Dari kemarin Suci memang selalu ingin bertemu dengan Bundanya yang selalu ia panggil mama karena lupa ingatan, apa lagi ia sudah bertemu dengan ke dua orang tua dari suaminya, tentu membuat ia penasaran seperti apa Bundanya.


Namun lagi-lagi Suci merasa kalau suaminya selalu enggan untuk menjelaskan tentang Bundanya dan itu membuat ia selalu penasaran seperti apa wajah dan sifat Bundanya.


"Bundaku memang seperti apa mas? Apa Bunda wanita yang sangat baik? Mas selalu saja menghindari pembicaraan tentang Bunda, atau Bundaku sangat jahat?"


"Bundamu sangat baik sayang, bahkan karena terlalu baik Bunda mudah di tipu oleh putri pertamanya hingga membahayakan putri ke duanya."

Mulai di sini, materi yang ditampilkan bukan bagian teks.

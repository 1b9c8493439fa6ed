//! TTL caching behind an injected capability, with a substitutable clock.

use crate::domain::TimeMs;
use std::collections::HashMap;
use std::sync::atomic::{AtomicI64, Ordering};
use std::sync::{Arc, Mutex};
use std::time::Duration;

/// Source of "now" for expiry decisions.
pub trait Clock: Send + Sync + std::fmt::Debug {
    fn now(&self) -> TimeMs;
}

#[derive(Debug, Default, Clone, Copy)]
pub struct SystemClock;

impl Clock for SystemClock {
    fn now(&self) -> TimeMs {
        TimeMs::now()
    }
}

/// Clock that only moves when told to.
#[derive(Debug, Default)]
pub struct ManualClock {
    now_ms: AtomicI64,
}

impl ManualClock {
    pub fn new(start: TimeMs) -> Self {
        Self {
            now_ms: AtomicI64::new(start.as_ms()),
        }
    }

    pub fn advance(&self, by: Duration) {
        self.now_ms
            .fetch_add(by.as_millis() as i64, Ordering::SeqCst);
    }

    pub fn set(&self, at: TimeMs) {
        self.now_ms.store(at.as_ms(), Ordering::SeqCst);
    }
}

impl Clock for ManualClock {
    fn now(&self) -> TimeMs {
        TimeMs::new(self.now_ms.load(Ordering::SeqCst))
    }
}

/// Key/value store whose entries expire after a per-entry TTL.
pub trait CacheStore<V>: Send + Sync {
    fn get(&self, key: &str) -> Option<V>;
    fn set_with_ttl(&self, key: &str, value: V, ttl: Duration);
}

struct Entry<V> {
    value: V,
    expires_at: TimeMs,
}

/// Process-local cache. Entries are dropped when read after expiry or
/// swept by `purge_expired`.
pub struct MemoryCache<V> {
    clock: Arc<dyn Clock>,
    entries: Mutex<HashMap<String, Entry<V>>>,
}

impl<V: Clone + Send> MemoryCache<V> {
    pub fn new(clock: Arc<dyn Clock>) -> Self {
        Self {
            clock,
            entries: Mutex::new(HashMap::new()),
        }
    }

    pub fn len(&self) -> usize {
        self.lock().len()
    }

    pub fn is_empty(&self) -> bool {
        self.len() == 0
    }

    /// Drop every expired entry, returning how many went.
    pub fn purge_expired(&self) -> usize {
        let now = self.clock.now();
        let mut entries = self.lock();
        let before = entries.len();
        entries.retain(|_, e| e.expires_at > now);
        before - entries.len()
    }

    fn lock(&self) -> std::sync::MutexGuard<'_, HashMap<String, Entry<V>>> {
        // A panic while holding the lock cannot leave an entry half-written.
        self.entries.lock().unwrap_or_else(|e| e.into_inner())
    }
}

impl<V: Clone + Send> CacheStore<V> for MemoryCache<V> {
    fn get(&self, key: &str) -> Option<V> {
        let now = self.clock.now();
        let mut entries = self.lock();
        match entries.get(key) {
            Some(entry) if entry.expires_at > now => Some(entry.value.clone()),
            Some(_) => {
                entries.remove(key);
                None
            }
            None => None,
        }
    }

    fn set_with_ttl(&self, key: &str, value: V, ttl: Duration) {
        let expires_at = TimeMs::new(
            self.clock
                .now()
                .as_ms()
                .saturating_add(ttl.as_millis() as i64),
        );
        self.lock()
            .insert(key.to_string(), Entry { value, expires_at });
    }
}

impl<V> std::fmt::Debug for MemoryCache<V> {
    fn fmt(&self, f: &mut std::fmt::Formatter<'_>) -> std::fmt::Result {
        f.debug_struct("MemoryCache").finish_non_exhaustive()
    }
}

Setelah mengatakan itu bisa Suci dengar suara nafas memburu dari suaminya yang sedang menahan amarah, itu artinya kalau hubungan Bundanya dan suaminya tidak baik-baik saja.


"Aku minta maaf mas, tidak bermaksud membuat mas marah, kalau memang hubungan mas dan Bunda sedang tidak baik, aku tidak akan membahas tentang Bunda lagi."

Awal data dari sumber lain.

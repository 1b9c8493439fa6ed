//! Taxi squad rule evaluation.
//!
//! Every rule is evaluated independently over the same input; a roster can
//! break several at once. The boomerang rule is the only one whose severity
//! depends on the run type.

use crate::domain::ordering::TransactionOrderingKey;
use crate::domain::{
    ComplianceReport, ComplianceStatus, ComplianceViolation, DraftSelection, IntakeSource,
    LineupAppearance, PlayerId, PlayerInfo, Roster, RosterId, RosterSlot, RunType, Season,
    SeasonWeek, TaxiPlayerRef, TimeMs, Transaction, TransactionKind,
};
use serde::{Deserialize, Serialize};
use std::collections::{BTreeSet, HashMap};

/// League limits on taxi composition.
#[derive(Debug, Clone, Copy, PartialEq, Eq, Serialize, Deserialize)]
pub struct TaxiRules {
    pub max_taxi_size: u32,
    pub max_taxi_qb: u32,
}

impl Default for TaxiRules {
    fn default() -> Self {
        Self {
            max_taxi_size: 3,
            max_taxi_qb: 1,
        }
    }
}

/// Transactions and starting lineups of one league season.
#[derive(Debug, Clone, PartialEq, Eq)]
pub struct SeasonActivity {
    pub season: Season,
    pub transactions: Vec<Transaction>,
    /// Empty when lineups for the season were not needed.
    pub appearances: Vec<LineupAppearance>,
}

impl SeasonActivity {
    pub fn new(season: Season) -> Self {
        Self {
            season,
            transactions: Vec::new(),
            appearances: Vec::new(),
        }
    }

    pub fn with_transactions(mut self, transactions: Vec<Transaction>) -> Self {
        self.transactions = transactions;
        self
    }

    pub fn with_appearances(mut self, appearances: Vec<LineupAppearance>) -> Self {
        self.appearances = appearances;
        self
    }

    fn transactions_in_season(&self) -> impl Iterator<Item = (Season, &Transaction)> + '_ {
        self.transactions.iter().map(move |tx| (self.season, tx))
    }
}

/// Everything the validator needs about one roster, already fetched.
#[derive(Debug, Clone, Copy)]
pub struct TaxiValidationInput<'a> {
    pub season: Season,
    pub roster: &'a Roster,
    /// The validated season and any earlier seasons of the league, in any order.
    pub activity: &'a [SeasonActivity],
    pub draft_selections: &'a [DraftSelection],
    pub players: &'a HashMap<PlayerId, PlayerInfo>,
}

/// Most recent arrival of a player on a roster.
#[derive(Debug, Clone, Copy, PartialEq, Eq)]
pub struct Acquisition {
    pub source: IntakeSource,
    pub at: Option<TimeMs>,
    /// Start of the current tenure. Rookie drafts start at week 0 of the draft's season.
    pub since: SeasonWeek,
    /// For waiver claims, the roster that held the player just before.
    pub claimed_from: Option<RosterId>,
}

impl Acquisition {
    fn unknown(season: Season) -> Self {
        Self {
            source: IntakeSource::Unknown,
            at: None,
            since: SeasonWeek::start_of(season),
            claimed_from: None,
        }
    }

    /// Waivers count only for players nobody else was holding.
    pub fn is_valid_for_taxi(&self) -> bool {
        match self.source {
            IntakeSource::Waiver => self.claimed_from.is_none(),
            source => source.is_valid_for_taxi(),
        }
    }
}

/// Find how `player` most recently joined `roster_id`.
///
/// Considers complete transactions that add the player to the roster and
/// rookie-draft selections by the roster; the latest one wins, with the
/// transaction ordering key breaking same-time ties. With no history at all
/// the tenure is taken to start with `season`.
pub fn resolve_acquisition(
    player: &PlayerId,
    roster_id: RosterId,
    season: Season,
    activity: &[SeasonActivity],
    draft_selections: &[DraftSelection],
) -> Acquisition {
    let latest_tx = activity
        .iter()
        .flat_map(|a| a.transactions_in_season())
        .filter(|(_, tx)| tx.is_complete() && tx.adds.get(player) == Some(&roster_id))
        .max_by_key(|(_, tx)| TransactionOrderingKey::from_transaction(tx));

    let latest_draft = draft_selections
        .iter()
        .filter(|s| &s.player_id == player && s.roster_id == roster_id)
        .max_by_key(|s| s.drafted_at);

    let from_tx = latest_tx.map(|(tx_season, tx)| {
        let source = intake_source_for(&tx.kind);
        let claimed_from = match source {
            IntakeSource::Waiver => previous_holder(
                player,
                roster_id,
                &TransactionOrderingKey::from_transaction(tx),
                activity,
            ),
            _ => None,
        };
        Acquisition {
            source,
            at: Some(tx.status_updated),
            since: SeasonWeek::new(tx_season, tx.week),
            claimed_from,
        }
    });
    let from_draft = latest_draft.map(|s| Acquisition {
        source: IntakeSource::RookieDraft,
        at: Some(s.drafted_at),
        since: SeasonWeek::start_of(s.season),
        claimed_from: None,
    });

    match (from_tx, from_draft) {
        (Some(tx), Some(draft)) if draft.at > tx.at => draft,
        (Some(tx), _) => tx,
        (None, Some(draft)) => draft,
        (None, None) => Acquisition::unknown(season),
    }
}

/// The other roster that last touched `player` before the transaction keyed `before`.
///
/// An add puts the player on a roster and a drop takes them off one; either
/// way that roster was the last holder.
fn previous_holder(
    player: &PlayerId,
    roster_id: RosterId,
    before: &TransactionOrderingKey,
    activity: &[SeasonActivity],
) -> Option<RosterId> {
    activity
        .iter()
        .flat_map(|a| a.transactions.iter())
        .filter(|tx| tx.is_complete())
        .filter_map(|tx| {
            let key = TransactionOrderingKey::from_transaction(tx);
            if key >= *before {
                return None;
            }
            let holder = tx.adds.get(player).or_else(|| tx.drops.get(player))?;
            Some((key, *holder))
        })
        .max_by(|a, b| a.0.cmp(&b.0))
        .map(|(_, holder)| holder)
        .filter(|holder| *holder != roster_id)
}

fn intake_source_for(kind: &TransactionKind) -> IntakeSource {
    match kind {
        TransactionKind::FreeAgent => IntakeSource::FreeAgent,
        TransactionKind::Trade => IntakeSource::Trade,
        TransactionKind::Waiver => IntakeSource::Waiver,
        TransactionKind::Commissioner => IntakeSource::Commissioner,
        TransactionKind::Other(_) => IntakeSource::Unknown,
    }
}

/// Weeks, across seasons, in which `player` started for `roster_id` from `since` on.
fn started_weeks(
    player: &PlayerId,
    roster_id: RosterId,
    since: SeasonWeek,
    activity: &[SeasonActivity],
) -> Vec<SeasonWeek> {
    activity
        .iter()
        .flat_map(|a| {
            a.appearances
                .iter()
                .map(move |appearance| (SeasonWeek::new(a.season, appearance.week), appearance))
        })
        .filter(|(at, a)| a.roster_id == roster_id && *at >= since)
        .filter(|(_, a)| a.starters.contains(player))
        .map(|(at, _)| at)
        .collect::<BTreeSet<_>>()
        .into_iter()
        .collect()
}

/// Evaluate every taxi rule for one roster.
pub fn validate_taxi(
    input: &TaxiValidationInput<'_>,
    rules: &TaxiRules,
    run_type: RunType,
) -> ComplianceReport {
    let roster = input.roster;
    let taxi = &roster.taxi;
    let mut violations = Vec::new();
    let mut warnings = Vec::new();

    let taxi_count = taxi.len() as u32;
    if taxi_count > rules.max_taxi_size {
        violations.push(ComplianceViolation::TooManyOnTaxi {
            limit: rules.max_taxi_size,
            count: taxi_count,
            players: taxi.clone(),
        });
    }

    let quarterbacks: Vec<PlayerId> = taxi
        .iter()
        .filter(|p| {
            input
                .players
                .get(*p)
                .map(|info| info.position.is_quarterback())
                .unwrap_or(false)
        })
        .cloned()
        .collect();
    if quarterbacks.len() as u32 > rules.max_taxi_qb {
        violations.push(ComplianceViolation::TooManyQuarterbacks {
            limit: rules.max_taxi_qb,
            count: quarterbacks.len() as u32,
            players: quarterbacks,
        });
    }

    let acquisitions: Vec<(PlayerId, Acquisition)> = taxi
        .iter()
        .map(|p| {
            let acq = resolve_acquisition(
                p,
                roster.roster_id,
                input.season,
                input.activity,
                input.draft_selections,
            );
            (p.clone(), acq)
        })
        .collect();

    for (player, acq) in &acquisitions {
        if !acq.is_valid_for_taxi() {
            violations.push(ComplianceViolation::InvalidIntakeSource {
                player_id: player.clone(),
                source: acq.source,
                claimed_from: acq.claimed_from,
            });
        }
    }

    for player in taxi {
        if roster.starters.contains(player) {
            violations.push(ComplianceViolation::RosterInconsistent {
                player_id: player.clone(),
                also_in: RosterSlot::Starters,
            });
        }
        if roster.reserve.contains(player) {
            violations.push(ComplianceViolation::RosterInconsistent {
                player_id: player.clone(),
                also_in: RosterSlot::Reserve,
            });
        }
    }

    for (player, acq) in &acquisitions {
        let weeks = started_weeks(player, roster.roster_id, acq.since, input.activity);
        if weeks.is_empty() {
            continue;
        }
        let finding = ComplianceViolation::BoomerangActivePlayer {
            player_id: player.clone(),
            started_weeks: weeks,
        };
        if run_type.is_official() {
            violations.push(finding);
        } else {
            warnings.push(finding);
        }
    }

    let current_taxi = acquisitions
        .into_iter()
        .map(|(player, acq)| {
            let info = input.players.get(&player);
            TaxiPlayerRef {
                name: info.map(|i| i.full_name.clone()),
                position: info.map(|i| i.position.to_string()),
                player_id: player,
                intake_source: acq.source,
                acquired_at: acq.at,
                observed_since: None,
            }
        })
        .collect();

    let compliant = violations.is_empty();
    ComplianceReport {
        season: input.season,
        roster_id: roster.roster_id,
        run_type,
        status: if compliant {
            ComplianceStatus::Compliant
        } else {
            ComplianceStatus::NonCompliant
        },
        compliant: Some(compliant),
        violations,
        warnings,
        current_taxi,
        unavailable_reason: None,
    }
}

"Tidak ada seorang suami yang mau melihat istrinya mencelaiki diri sendiri karena terus di pojokan. Mas bukan lelaki baik yang mudah memaafkan sesaorang jika yang di usik adalah sayang. Mas akan marah pada siapa pun itu jika sudah menyangkut dengan kesehatan sayang."


Arkan menghela nafas berat, ia mencoba meredam amarahnya, selama beberapa hari ini memang ia selalu benci saat mengingat ibu mertuanya dan Sulis, karena mereka berdua hampir saja membahayakan nyawa istri dan calon anaknya.


Suci langsung memeluk suaminya dengan erat masih di pangkuan suaminya, setetes air matanya jatuh begitu saja saat mendengar ucapan dari suaminya yang sangat mengistimewakannya.


"Ya Allah, jangan pisahkan hamba dengan suami hamba, kalau pun sampai hamba ingat segalanya, tolong biarkan hamba tetap mencintai suami hamba yang sangat mengistimewakan hamba, jangan biarkan rasa cinta hamba goyah dengan masalah apa pun nanti." batin Suci


Arkan juga membalas pelukan dari istrinya, pelukan hangat yang sedang mencoba meredamkan amarahnya.


"Iya Allah, jangan biarkan istri hamba memberi maaf untuk Sulis, hamba tau engkau selalu memberikan ampun pada orang-orang yang mohon ampun, tapi hamba hanya takut kalau Sulis mengulangi ke salahan lagi." batin Arkan


Suci menghapus air matanya sebelum ia melepaskan pelukannya, lalu ia langsung melepaskan pelukannya sambil tersenyum ke arah suaminya.


"Sayang tidak mau tidur? Perjalanannya masih lama sayang."


"Tidak mas, aku belum ngantuk."


Setelah mengatakan itu Suci turun dari pangkuan suaminya untuk duduk di samping suaminya.